## Task to complete
Exact reproduction required: the lines below from the line with "use crate::math::smoothstep;" to the line with "let u = lattice(xi, yi + 1.0);", both ends included, and no others.

[Items from a dataset]
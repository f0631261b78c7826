use crate::application_port::*;
use crate::domain_model::*;

/// Well-known keys the credential pair lives under.
#[derive(Debug, Clone, Copy, Eq, PartialEq, Hash)]
pub enum TokenKey {
    Access,
    Refresh,
}

impl TokenKey {
    pub const ALL: [TokenKey; 2] = [TokenKey::Access, TokenKey::Refresh];

    pub fn as_str(&self) -> &'static str {
        match self {
            TokenKey::Access => "access_token",
            TokenKey::Refresh => "refresh_token",
        }
    }
}

/// Durable key-value storage for the credential pair.
#[async_trait::async_trait]
pub trait TokenStore: Send + Sync {
    async fn get(&self, key: TokenKey) -> Result<Option<String>, StoreError>;
    async fn set(&self, key: TokenKey, value: &str) -> Result<(), StoreError>;
    async fn clear(&self, key: TokenKey) -> Result<(), StoreError>;

    async fn access_token(&self) -> Result<Option<AccessToken>, StoreError> {
        Ok(self.get(TokenKey::Access).await?.map(AccessToken))
    }

    async fn refresh_token(&self) -> Result<Option<RefreshToken>, StoreError> {
        Ok(self.get(TokenKey::Refresh).await?.map(RefreshToken))
    }

    /// Replace the stored pair. Implementations backed by a single document
    /// should override this to write both keys at once.
    async fn save_pair(&self, pair: &TokenPair) -> Result<(), StoreError> {
        self.set(TokenKey::Access, &pair.access_token.0).await?;
        self.set(TokenKey::Refresh, &pair.refresh_token.0).await
    }

    async fn clear_all(&self) -> Result<(), StoreError> {
        for key in TokenKey::ALL {
            self.clear(key).await?;
        }
        Ok(())
    }
}
#[derive(Debug, Clone, thiserror::Error)]
pub enum StoreError {
    #[error("token store io error: {0}")]
    Io(String),
    #[error("token store data corrupted: {0}")]
    Corrupted(String),
}
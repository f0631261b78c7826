#[derive(Debug, Clone, thiserror::Error)]
pub enum TransportError {
    #[error("request timed out: {0}")]
    Timeout(String),
    #[error("network error: {0}")]
    Network(String),
}

/// Failure of a single API call.
///
/// `Status` carries the human-readable message extracted from the error body,
/// so `to_string()` is what callers show to the user.
#[derive(Debug, Clone, thiserror::Error)]
pub enum ApiError {
    #[error(transparent)]
    Transport(#[from] TransportError),
    #[error("{message}")]
    Status { status: u16, message: String },
    #[error("invalid response body: {0}")]
    Decode(String),
    #[error("invalid request body: {0}")]
    Encode(String),
}

#[derive(Debug, Clone, Copy, Eq, PartialEq, Hash)]
pub enum ApiErrorKind {
    Unauthorized,
    Forbidden,
    NotFound,
    Validation,
    Server,
    Transport,
    Decode,
    Other,
}

impl ApiError {
    pub fn status(&self) -> Option<u16> {
        match self {
            ApiError::Status { status, .. } => Some(*status),
            _ => None,
        }
    }

    pub fn kind(&self) -> ApiErrorKind {
        match self {
            ApiError::Transport(_) => ApiErrorKind::Transport,
            ApiError::Decode(_) | ApiError::Encode(_) => ApiErrorKind::Decode,
            ApiError::Status { status, .. } => match status {
                401 => ApiErrorKind::Unauthorized,
                403 => ApiErrorKind::Forbidden,
                404 => ApiErrorKind::NotFound,
                400 | 422 => ApiErrorKind::Validation,
                500..=599 => ApiErrorKind::Server,
                _ => ApiErrorKind::Other,
            },
        }
    }

    /// Permission failure, e.g. reviewing without a confirmed booking.
    ///
    /// The status code decides when there is one; the message text is only
    /// consulted for failures that never produced a status.
    pub fn is_forbidden(&self) -> bool {
        match self.status() {
            Some(status) => status == 403,
            None => {
                let message = self.to_string();
                message.to_lowercase().contains("forbidden") || message.contains("403")
            }
        }
    }
}
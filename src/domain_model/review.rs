use super::UserId;
use chrono::{DateTime, Utc};
use serde::{Deserialize, Serialize};

#[derive(Debug, Clone, PartialEq, Serialize, Deserialize)]
pub struct Review {
    pub id: String,
    pub user_id: UserId,
    pub destination_id: String,
    pub rating: u8,
    pub comment: Option<String>,
    #[serde(deserialize_with = "super::timestamp::deserialize")]
    pub created_at: DateTime<Utc>,
}

#[derive(Debug, Clone, PartialEq, Serialize)]
pub struct ReviewCreate {
    pub destination_id: String,
    pub rating: u8,
    #[serde(skip_serializing_if = "Option::is_none")]
    pub comment: Option<String>,
}

#[derive(Debug, Clone, PartialEq, Serialize)]
pub struct ReviewUpdate {
    pub rating: u8,
    #[serde(skip_serializing_if = "Option::is_none")]
    pub comment: Option<String>,
}
//! Headless host for the pool trainer: owns per-stage simulation state,
//! replays input scripts, and resolves the trainee rig against the stage.

mod args;
pub use args::Args;
mod config;
pub use config::{load_config, parse_config, Config};
pub mod rig;
pub mod script;
pub use script::{facing_from_yaw, FrameInput, ScriptPlayer, ScriptStep};
mod session;
pub use session::{run_session, FrameReport, SessionReport, TrainingSession};
//! Buoyancy and swim physics for a neutral-buoyancy training pool.
//!
//! This crate intentionally avoids any engine types. It exposes two frame
//! integrators (vertical buoyancy, planar swimming), the procedural current
//! they swim through, and a serializable stage schema the host can load.

mod math;
pub use math::{sanitize_dt, smoothstep, Aabb3, PlanarBox, VerticalBounds, FALLBACK_DT};
mod spec;
pub use spec::StageSpec;

pub mod builtins;

mod ballast;
pub use ballast::Ballast;
mod commands;
pub use commands::MoveCommands;

pub mod trainee_physics;
pub use trainee_physics::{
    current_at, step_horizontal, step_horizontal_dbg, step_vertical, value_noise2,
    HorizontalInputs, HorizontalState, HorizontalStepDebug, VerticalInputs, VerticalState,
    VerticalStep,
};

mod body_specs;
pub use body_specs::{
    ConfigError, CouplingSpec, CurrentSpec, HorizontalSpec, HydroConfig, VerticalSpec,
};
pub use body_specs::presets;
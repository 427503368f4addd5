use bevy_math::Vec2;

use crate::math::smoothstep;
use crate::{CurrentSpec, PlanarBox};

// Lattice hash: fractional part of a scaled sine. Reproducible, not random.
#[inline]
fn hash(n: f32) -> f32 {
    let s = n.sin() * 43758.5453;
    s - s.floor()
}

#[inline]
fn lattice(xi: f32, yi: f32) -> f32 {
    hash(xi * 53.13 + yi * 91.17)
}

/// 2D value noise in `[0, 1)`: smoothstep-eased bilinear blend of the four
/// surrounding lattice values.
pub fn value_noise2(x: f32, y: f32) -> f32 {
    let xi = x.floor();
    let yi = y.floor();
    let xf = x - xi;
    let yf = y - yi;

    let s = lattice(xi, yi);
    let t = lattice(xi + 1.0, yi);
    let u = lattice(xi, yi + 1.0);
    let v = lattice(xi + 1.0, yi + 1.0);

    let sx = xf * xf * (3.0 - 2.0 * xf);
    let sy = yf * yf * (3.0 - 2.0 * yf);
    let low = s + (t - s) * sx;
    let high = u + (v - u) * sx;
    low + (high - low) * sy
}

/// Ambient water velocity at world `(x, z)` and sim time `time`.
///
/// Direction comes from a noise lookup, speed is a constant base with a slow
/// gust oscillation, and a second phase-shifted noise sample pushes the flow
/// sideways so currents never run in straight lines. Speed never exceeds
/// `base + gust`. Inside `bounds`, flow fades toward `wall_floor` of its open
/// value as the point approaches a wall.
pub fn current_at(spec: &CurrentSpec, pos: Vec2, time: f32, bounds: Option<&PlanarBox>) -> Vec2 {
    let ns = spec.noise_scale;
    let gust = spec.gust * (std::f32::consts::TAU * spec.freq * time + spec.gust_phase).sin();
    let speed = spec.base + gust;

    let ang = value_noise2(pos.x * ns, pos.y * ns) * std::f32::consts::TAU;
    let dir = Vec2::new(ang.cos(), ang.sin());
    let perp = dir.perp();

    let swirl = spec.swirl
        * (value_noise2((pos.x + 37.2) * ns * 0.7, (pos.y - 12.8) * ns * 0.7) - 0.5);

    let flow = (dir * speed + perp * swirl).clamp_length_max(spec.base + spec.gust);

    let wall = match bounds {
        Some(b) => smoothstep(0.0, spec.wall_damp_dist, b.edge_distance(pos)).max(spec.wall_floor),
        None => 1.0,
    };
    flow * wall
}

#[cfg(test)]
mod tests {
    use super::*;

    #[test]
    fn noise_is_in_unit_range_and_reproducible() {
        for i in -40..40 {
            for j in -40..40 {
                let x = i as f32 * 0.37;
                let y = j as f32 * 0.53;
                let n = value_noise2(x, y);
                assert!((0.0..=1.0).contains(&n), "noise({x},{y})={n}");
                assert_eq!(n.to_bits(), value_noise2(x, y).to_bits());
            }
        }
    }

    #[test]
    fn noise_matches_lattice_at_integer_points() {
        assert_eq!(value_noise2(3.0, -2.0), lattice(3.0, -2.0));
    }

    #[test]
    fn still_water_has_no_flow() {
        let spec = CurrentSpec::still();
        assert_eq!(current_at(&spec, Vec2::new(4.0, -7.0), 12.0, None), Vec2::ZERO);
    }
}
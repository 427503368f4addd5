use super::terms::{added_mass, buoyant_force, buoyant_volume, quadratic_drag, total_mass};
use super::types::{VerticalInputs, VerticalState, VerticalStep};
use super::util::MIN_MASS;
use crate::math::sanitize_dt;
use crate::{VerticalBounds, VerticalSpec};

/// Integrate one step of vertical motion from buoyancy against weight,
/// damped by quadratic drag and linear damping.
///
/// Semi-implicit Euler: velocity is updated first and the new velocity moves
/// the position. The result is clamped into `bounds`; hitting a bound stops
/// any velocity that points further out of range. No internal state, so
/// identical inputs give bit-identical outputs.
pub fn step_vertical(spec: &VerticalSpec, inputs: VerticalInputs) -> VerticalStep {
    let dt = sanitize_dt(inputs.dt);
    let VerticalBounds { min_y, max_y } = inputs.bounds;

    let y = if inputs.y.is_finite() {
        inputs.y
    } else {
        tracing::debug!(y = inputs.y, "non-finite height; resetting to floor");
        if min_y.is_finite() { min_y } else { 0.0 }
    };
    let vy = if inputs.vy.is_finite() { inputs.vy } else { 0.0 };
    let time = if inputs.time.is_finite() { inputs.time } else { 0.0 };

    let m = total_mass(spec, inputs.ballast_units);
    let rho = spec.rho;
    let m_eff = added_mass(m, spec.ca, rho, spec.rigid_volume()).max(MIN_MASS);

    let buoyancy = buoyant_force(rho, spec.g, buoyant_volume(spec, time));
    let weight = m * spec.g;
    let drag = quadratic_drag(rho, spec.cd, spec.area, vy);
    let damping = spec.linear_damp * vy;

    let a = (buoyancy - weight - drag - damping) / m_eff;

    let mut new_vy = vy + a * dt;
    let mut new_y = y + new_vy * dt;
    if !new_vy.is_finite() || !new_y.is_finite() {
        tracing::debug!(a, "non-finite vertical step; holding position");
        new_vy = 0.0;
        new_y = y;
    }

    if new_y < min_y {
        new_y = min_y;
        if new_vy < 0.0 {
            new_vy = 0.0;
        }
    } else if new_y > max_y {
        new_y = max_y;
        if new_vy > 0.0 {
            new_vy = 0.0;
        }
    }

    VerticalStep { new_y, new_vy, total_mass: m }
}

impl VerticalState {
    /// Advance the owned clock by `dt` and integrate one step in place.
    pub fn step(
        &mut self,
        spec: &VerticalSpec,
        dt: f32,
        ballast_units: u32,
        bounds: VerticalBounds,
    ) -> VerticalStep {
        let dt = sanitize_dt(dt);
        self.elapsed_time += dt;
        let out = step_vertical(
            spec,
            VerticalInputs {
                dt,
                y: self.depth_position,
                vy: self.vertical_velocity,
                ballast_units,
                bounds,
                time: self.elapsed_time,
            },
        );
        self.depth_position = out.new_y;
        self.vertical_velocity = out.new_vy;
        out
    }
}

#[cfg(test)]
mod tests {
    use super::*;

    fn inputs(y: f32, vy: f32, ballast_units: u32) -> VerticalInputs {
        VerticalInputs {
            dt: 1.0 / 60.0,
            y,
            vy,
            ballast_units,
            bounds: VerticalBounds::new(1.75, 12.0),
            time: 0.0,
        }
    }

    #[test]
    fn unweighted_trainee_barely_moves() {
        let spec = VerticalSpec::default();
        let out = step_vertical(&spec, inputs(2.0, 0.0, 0));
        assert!((out.new_y - 2.0).abs() < 0.003, "new_y={}", out.new_y);
        assert!(out.new_vy.abs() < 0.01, "new_vy={}", out.new_vy);
        assert!((out.total_mass - 227.9).abs() < 1e-3);
    }

    #[test]
    fn ballast_sinks() {
        let spec = VerticalSpec::default();
        let out = step_vertical(&spec, inputs(2.0, 0.0, 10));
        assert!(out.new_vy < 0.0, "new_vy={}", out.new_vy);
        assert!((out.total_mass - 237.9).abs() < 1e-3);
    }

    #[test]
    fn floor_clamp_is_inelastic() {
        let spec = VerticalSpec::default();
        for vy in [-0.5_f32, -2.0, -10.0] {
            let out = step_vertical(&spec, inputs(1.751, vy, 3));
            assert_eq!(out.new_y, 1.75);
            assert_eq!(out.new_vy, 0.0);
        }
    }

    #[test]
    fn ceiling_clamp_is_inelastic() {
        let spec = VerticalSpec::default();
        for vy in [0.5_f32, 2.0, 10.0] {
            let out = step_vertical(&spec, inputs(11.999, vy, 0));
            assert_eq!(out.new_y, 12.0);
            assert_eq!(out.new_vy, 0.0);
        }
    }

    #[test]
    fn identical_inputs_are_bit_identical() {
        let spec = VerticalSpec::default();
        let i = VerticalInputs { time: 3.7, ..inputs(4.2, -0.31, 6) };
        let a = step_vertical(&spec, i);
        let b = step_vertical(&spec, i);
        assert_eq!(a.new_y.to_bits(), b.new_y.to_bits());
        assert_eq!(a.new_vy.to_bits(), b.new_vy.to_bits());
        assert_eq!(a.total_mass.to_bits(), b.total_mass.to_bits());
    }

    #[test]
    fn degenerate_dt_uses_fallback() {
        let spec = VerticalSpec::default();
        let reference = step_vertical(&spec, inputs(5.0, 0.2, 4));
        for dt in [f32::NAN, f32::INFINITY, 0.0, -1.0] {
            let out = step_vertical(&spec, VerticalInputs { dt, ..inputs(5.0, 0.2, 4) });
            assert_eq!(out, reference);
        }
    }

    #[test]
    fn non_finite_state_is_recovered() {
        let spec = VerticalSpec::default();
        let out = step_vertical(&spec, inputs(f32::NAN, f32::NAN, 0));
        assert!(out.new_y.is_finite() && out.new_vy.is_finite());
        assert!(out.new_y >= 1.75 && out.new_y <= 12.0);
    }

    #[test]
    fn non_finite_clock_stays_in_bounds() {
        let spec = VerticalSpec::default();
        for t in [f32::NAN, f32::INFINITY, f32::NEG_INFINITY] {
            let out = step_vertical(&spec, VerticalInputs { time: t, ..inputs(2.0, 0.0, 0) });
            assert!(out.new_y.is_finite() && out.new_vy.is_finite(), "time {t} gave {out:?}");
            assert!(out.new_y >= 1.75 && out.new_y <= 12.0, "time {t} gave {out:?}");
        }
    }

    #[test]
    fn state_step_advances_clock() {
        let spec = VerticalSpec::default();
        let mut s = VerticalState::at_rest(3.0);
        s.step(&spec, 0.5, 0, VerticalBounds::open());
        s.step(&spec, f32::NAN, 0, VerticalBounds::open());
        assert!((s.elapsed_time - (0.5 + 1.0 / 60.0)).abs() < 1e-6);
    }
}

## Result
use crate::math::smoothstep;
use crate::{CurrentSpec, PlanarBox};

// Lattice hash: fractional part of a scaled sine. Reproducible, not random.
#[inline]
fn hash(n: f32) -> f32 {
    let s = n.sin() * 43758.5453;
    s - s.floor()
}

#[inline]
fn lattice(xi: f32, yi: f32) -> f32 {
    hash(xi * 53.13 + yi * 91.17)
}

/// 2D value noise in `[0, 1)`: smoothstep-eased bilinear blend of the four
/// surrounding lattice values.
pub fn value_noise2(x: f32, y: f32) -> f32 {
    let xi = x.floor();
    let yi = y.floor();
    let xf = x - xi;
    let yf = y - yi;

    let s = lattice(xi, yi);
    let t = lattice(xi + 1.0, yi);
    let u = lattice(xi, yi + 1.0);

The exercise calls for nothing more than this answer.